Entries shown below:

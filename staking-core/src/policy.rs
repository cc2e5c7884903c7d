//! Commission and self-delegation rules
//!
//! Each rule has one implementation, used by stateless message validation
//! and by the ledger alike.

use crate::error::{Error, Result};
use crate::types::{Commission, CommissionRates};
use rust_decimal::Decimal;

fn in_unit_interval(d: Decimal) -> bool {
    d >= Decimal::ZERO && d <= Decimal::ONE
}

/// Rate lies in [0, 1]
pub fn check_commission_rate(rate: Decimal) -> Result<()> {
    if !in_unit_interval(rate) {
        return Err(Error::InvalidInput(
            "commission rate must be between 0 and 1, inclusive".into(),
        ));
    }
    Ok(())
}

/// Bounds for a new validator's commission:
/// `0 <= max_rate <= 1`, `0 <= rate <= max_rate`, `0 <= max_change_rate <= max_rate`
pub fn check_commission_rates(rates: &CommissionRates) -> Result<()> {
    if !in_unit_interval(rates.max_rate) {
        return Err(Error::InvalidInput(
            "commission max rate must be between 0 and 1, inclusive".into(),
        ));
    }
    check_commission_rate(rates.rate)?;
    if rates.rate > rates.max_rate {
        return Err(Error::CommissionGtMaxRate);
    }
    if rates.max_change_rate < Decimal::ZERO {
        return Err(Error::CommissionChangeRateNegative);
    }
    if rates.max_change_rate > rates.max_rate {
        return Err(Error::CommissionChangeRateGtMaxRate);
    }
    Ok(())
}

/// A new rate respects the stored max rate and max change rate
pub fn check_commission_change(current: &Commission, new_rate: Decimal) -> Result<()> {
    check_commission_rate(new_rate)?;
    let rates = &current.commission_rates;
    if new_rate > rates.max_rate {
        return Err(Error::CommissionGtMaxRate);
    }
    if (new_rate - rates.rate).abs() > rates.max_change_rate {
        return Err(Error::CommissionGtMaxChangeRate);
    }
    Ok(())
}

/// Minimum self-delegation is positive and, when the backing tokens are
/// known, covered by them
pub fn check_min_self_delegation(min_self_delegation: Decimal, tokens: Option<Decimal>) -> Result<()> {
    if min_self_delegation <= Decimal::ZERO {
        return Err(Error::MinSelfDelegationInvalid);
    }
    if let Some(tokens) = tokens {
        if min_self_delegation > tokens {
            return Err(Error::SelfDelegationBelowMinimum);
        }
    }
    Ok(())
}

#[cfg(test)]
mod tests {
    use super::*;
    use crate::types::epoch;
    use rust_decimal_macros::dec;

    fn commission(rate: Decimal, max_rate: Decimal, max_change: Decimal) -> Commission {
        Commission {
            commission_rates: CommissionRates::new(rate, max_rate, max_change),
            update_time: epoch(),
        }
    }

    #[test]
    fn test_rate_bounds() {
        assert!(check_commission_rate(dec!(0)).is_ok());
        assert!(check_commission_rate(dec!(1)).is_ok());
        let err = check_commission_rate(dec!(1.5)).unwrap_err();
        assert_eq!(err.to_string(), "commission rate must be between 0 and 1, inclusive");
        assert!(check_commission_rate(dec!(-0.1)).is_err());
    }

    #[test]
    fn test_creation_bounds() {
        assert!(check_commission_rates(&CommissionRates::new(dec!(0.1), dec!(0.2), dec!(0.01))).is_ok());
        assert!(matches!(
            check_commission_rates(&CommissionRates::new(dec!(0.3), dec!(0.2), dec!(0.01))),
            Err(Error::CommissionGtMaxRate)
        ));
        assert!(matches!(
            check_commission_rates(&CommissionRates::new(dec!(0.1), dec!(0.2), dec!(-0.01))),
            Err(Error::CommissionChangeRateNegative)
        ));
        assert!(matches!(
            check_commission_rates(&CommissionRates::new(dec!(0.1), dec!(0.2), dec!(0.3))),
            Err(Error::CommissionChangeRateGtMaxRate)
        ));
        assert!(check_commission_rates(&CommissionRates::new(dec!(0.1), dec!(1.2), dec!(0.1))).is_err());
    }

    #[test]
    fn test_commission_change() {
        let current = commission(dec!(0.1), dec!(0.5), dec!(0.05));
        assert!(check_commission_change(&current, dec!(0.15)).is_ok());
        assert!(check_commission_change(&current, dec!(0.05)).is_ok());
        assert!(matches!(
            check_commission_change(&current, dec!(0.2)),
            Err(Error::CommissionGtMaxChangeRate)
        ));
        assert!(matches!(
            check_commission_change(&current, dec!(0.6)),
            Err(Error::CommissionGtMaxRate)
        ));
    }

    #[test]
    fn test_min_self_delegation() {
        assert!(matches!(
            check_min_self_delegation(dec!(0), None),
            Err(Error::MinSelfDelegationInvalid)
        ));
        assert!(matches!(
            check_min_self_delegation(dec!(150), Some(dec!(100))),
            Err(Error::SelfDelegationBelowMinimum)
        ));
        assert!(check_min_self_delegation(dec!(50), Some(dec!(100))).is_ok());
    }
}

End of Entries shown.

_Task requirements:_
Keeping every character as it is, restate the lines above that run from the line with "check_commission_rate(new_rate)?;" through the line with "covered by them", both included, and nothing else.

_Exercise answer:_
    check_commission_rate(new_rate)?;
    let rates = &current.commission_rates;
    if new_rate > rates.max_rate {
        return Err(Error::CommissionGtMaxRate);
    }
    if (new_rate - rates.rate).abs() > rates.max_change_rate {
        return Err(Error::CommissionGtMaxChangeRate);
    }
    Ok(())
}

/// Minimum self-delegation is positive and, when the backing tokens are
/// known, covered by them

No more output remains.